| PROBLEM REQUIREMENTS |
Among the lines of the records, find all that carry the word "LayerId" and copy them.
──────
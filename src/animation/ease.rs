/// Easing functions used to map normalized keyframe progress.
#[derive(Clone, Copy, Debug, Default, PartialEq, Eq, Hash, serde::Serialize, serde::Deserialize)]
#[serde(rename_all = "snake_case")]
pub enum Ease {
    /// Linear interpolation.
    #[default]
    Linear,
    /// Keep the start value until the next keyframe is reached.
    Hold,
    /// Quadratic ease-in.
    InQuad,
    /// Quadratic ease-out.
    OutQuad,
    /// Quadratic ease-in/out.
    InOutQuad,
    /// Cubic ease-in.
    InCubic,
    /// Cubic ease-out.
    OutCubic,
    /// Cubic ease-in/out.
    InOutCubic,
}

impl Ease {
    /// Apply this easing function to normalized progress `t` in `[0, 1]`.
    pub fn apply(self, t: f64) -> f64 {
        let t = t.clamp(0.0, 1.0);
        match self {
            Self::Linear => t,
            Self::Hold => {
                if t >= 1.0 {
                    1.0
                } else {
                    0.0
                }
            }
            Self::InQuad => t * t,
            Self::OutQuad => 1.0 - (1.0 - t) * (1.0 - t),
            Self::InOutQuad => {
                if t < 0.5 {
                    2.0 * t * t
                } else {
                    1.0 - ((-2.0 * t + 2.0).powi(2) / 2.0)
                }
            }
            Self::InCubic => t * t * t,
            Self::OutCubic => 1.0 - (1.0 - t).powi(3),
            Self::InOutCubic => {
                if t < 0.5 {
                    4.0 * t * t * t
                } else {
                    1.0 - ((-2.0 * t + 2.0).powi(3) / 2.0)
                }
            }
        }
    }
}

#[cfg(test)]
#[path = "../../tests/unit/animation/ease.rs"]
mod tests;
──────
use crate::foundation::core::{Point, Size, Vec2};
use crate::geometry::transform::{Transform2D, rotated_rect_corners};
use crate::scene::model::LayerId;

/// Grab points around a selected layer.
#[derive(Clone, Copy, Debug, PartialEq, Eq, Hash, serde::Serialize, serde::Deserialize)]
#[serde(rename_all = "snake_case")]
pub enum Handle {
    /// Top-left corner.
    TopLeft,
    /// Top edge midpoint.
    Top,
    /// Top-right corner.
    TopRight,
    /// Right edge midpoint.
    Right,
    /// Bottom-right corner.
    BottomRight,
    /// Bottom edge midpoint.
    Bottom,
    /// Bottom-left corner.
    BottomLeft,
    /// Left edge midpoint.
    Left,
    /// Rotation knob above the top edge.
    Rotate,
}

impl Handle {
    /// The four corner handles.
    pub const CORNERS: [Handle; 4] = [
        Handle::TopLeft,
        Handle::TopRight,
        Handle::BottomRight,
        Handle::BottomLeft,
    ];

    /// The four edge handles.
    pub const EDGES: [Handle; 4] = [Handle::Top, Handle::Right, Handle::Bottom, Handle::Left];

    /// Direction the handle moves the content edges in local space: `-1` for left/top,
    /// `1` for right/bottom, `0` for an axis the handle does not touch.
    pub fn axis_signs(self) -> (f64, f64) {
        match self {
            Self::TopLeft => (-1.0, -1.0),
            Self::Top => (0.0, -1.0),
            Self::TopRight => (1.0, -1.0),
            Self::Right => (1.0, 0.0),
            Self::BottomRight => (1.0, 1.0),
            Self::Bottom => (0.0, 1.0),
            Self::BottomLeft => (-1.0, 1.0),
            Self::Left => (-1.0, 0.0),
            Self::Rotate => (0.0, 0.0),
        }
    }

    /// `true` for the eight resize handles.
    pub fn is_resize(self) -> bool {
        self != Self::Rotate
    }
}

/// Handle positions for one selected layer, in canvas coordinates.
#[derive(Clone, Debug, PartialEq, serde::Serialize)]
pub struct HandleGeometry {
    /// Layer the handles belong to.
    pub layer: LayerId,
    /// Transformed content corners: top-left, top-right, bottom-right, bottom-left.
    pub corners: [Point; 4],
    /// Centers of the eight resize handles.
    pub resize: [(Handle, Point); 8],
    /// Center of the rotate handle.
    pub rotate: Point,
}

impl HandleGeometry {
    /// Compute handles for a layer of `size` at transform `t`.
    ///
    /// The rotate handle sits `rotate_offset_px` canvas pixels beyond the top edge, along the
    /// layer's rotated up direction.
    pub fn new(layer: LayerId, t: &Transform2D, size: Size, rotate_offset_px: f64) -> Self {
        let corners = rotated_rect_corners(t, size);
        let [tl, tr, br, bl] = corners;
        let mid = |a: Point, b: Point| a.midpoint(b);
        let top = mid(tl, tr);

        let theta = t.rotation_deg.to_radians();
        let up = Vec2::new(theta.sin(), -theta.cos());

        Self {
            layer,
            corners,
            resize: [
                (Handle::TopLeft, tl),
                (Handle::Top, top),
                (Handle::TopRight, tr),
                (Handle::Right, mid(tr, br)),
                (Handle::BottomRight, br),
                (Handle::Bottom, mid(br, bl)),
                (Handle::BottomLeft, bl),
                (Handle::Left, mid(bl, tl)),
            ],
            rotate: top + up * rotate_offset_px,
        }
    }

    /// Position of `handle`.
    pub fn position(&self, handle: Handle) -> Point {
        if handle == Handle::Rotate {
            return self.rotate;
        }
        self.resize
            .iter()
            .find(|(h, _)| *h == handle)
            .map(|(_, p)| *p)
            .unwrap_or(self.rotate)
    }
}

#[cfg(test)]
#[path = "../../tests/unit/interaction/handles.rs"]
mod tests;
──────
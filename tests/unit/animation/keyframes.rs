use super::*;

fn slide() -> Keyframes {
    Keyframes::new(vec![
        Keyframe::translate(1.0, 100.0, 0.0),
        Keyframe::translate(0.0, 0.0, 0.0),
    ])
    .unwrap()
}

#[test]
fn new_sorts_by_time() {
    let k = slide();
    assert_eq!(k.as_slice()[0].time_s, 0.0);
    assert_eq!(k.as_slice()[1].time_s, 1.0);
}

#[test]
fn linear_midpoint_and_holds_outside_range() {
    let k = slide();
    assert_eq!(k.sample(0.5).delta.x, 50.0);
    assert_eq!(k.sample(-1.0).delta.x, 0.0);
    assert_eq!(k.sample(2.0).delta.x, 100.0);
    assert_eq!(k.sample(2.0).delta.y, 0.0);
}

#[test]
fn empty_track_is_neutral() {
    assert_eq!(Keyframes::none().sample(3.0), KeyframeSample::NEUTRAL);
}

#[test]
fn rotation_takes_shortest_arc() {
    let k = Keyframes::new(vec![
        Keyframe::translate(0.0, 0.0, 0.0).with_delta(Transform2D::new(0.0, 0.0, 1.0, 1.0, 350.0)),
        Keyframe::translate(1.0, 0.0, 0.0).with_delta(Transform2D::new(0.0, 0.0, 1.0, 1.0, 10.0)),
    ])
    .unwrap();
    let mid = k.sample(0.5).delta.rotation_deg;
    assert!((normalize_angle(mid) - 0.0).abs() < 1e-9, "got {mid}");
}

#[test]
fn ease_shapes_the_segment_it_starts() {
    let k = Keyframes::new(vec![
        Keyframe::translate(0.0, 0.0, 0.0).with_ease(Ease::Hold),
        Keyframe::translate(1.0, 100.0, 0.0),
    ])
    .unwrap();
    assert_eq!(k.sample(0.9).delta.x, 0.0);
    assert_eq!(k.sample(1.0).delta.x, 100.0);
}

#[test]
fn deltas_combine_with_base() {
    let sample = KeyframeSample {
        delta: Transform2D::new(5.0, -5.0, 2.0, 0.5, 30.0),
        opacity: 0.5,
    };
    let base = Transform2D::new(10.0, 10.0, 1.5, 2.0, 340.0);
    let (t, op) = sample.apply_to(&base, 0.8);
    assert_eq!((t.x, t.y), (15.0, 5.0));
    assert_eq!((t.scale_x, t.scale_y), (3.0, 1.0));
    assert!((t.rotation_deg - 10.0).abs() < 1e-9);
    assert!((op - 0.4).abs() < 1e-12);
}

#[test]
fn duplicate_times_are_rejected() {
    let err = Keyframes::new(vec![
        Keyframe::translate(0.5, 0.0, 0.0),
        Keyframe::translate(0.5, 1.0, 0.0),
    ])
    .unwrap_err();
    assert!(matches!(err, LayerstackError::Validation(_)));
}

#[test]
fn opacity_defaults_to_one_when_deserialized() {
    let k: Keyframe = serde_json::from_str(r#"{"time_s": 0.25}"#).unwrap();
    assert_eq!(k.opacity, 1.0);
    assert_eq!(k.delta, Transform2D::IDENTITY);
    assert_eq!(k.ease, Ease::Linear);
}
──────
| RESPONSE AREA |
use crate::scene::model::LayerId;
    pub layer: LayerId,
    pub fn new(layer: LayerId, t: &Transform2D, size: Size, rotate_offset_px: f64) -> Self {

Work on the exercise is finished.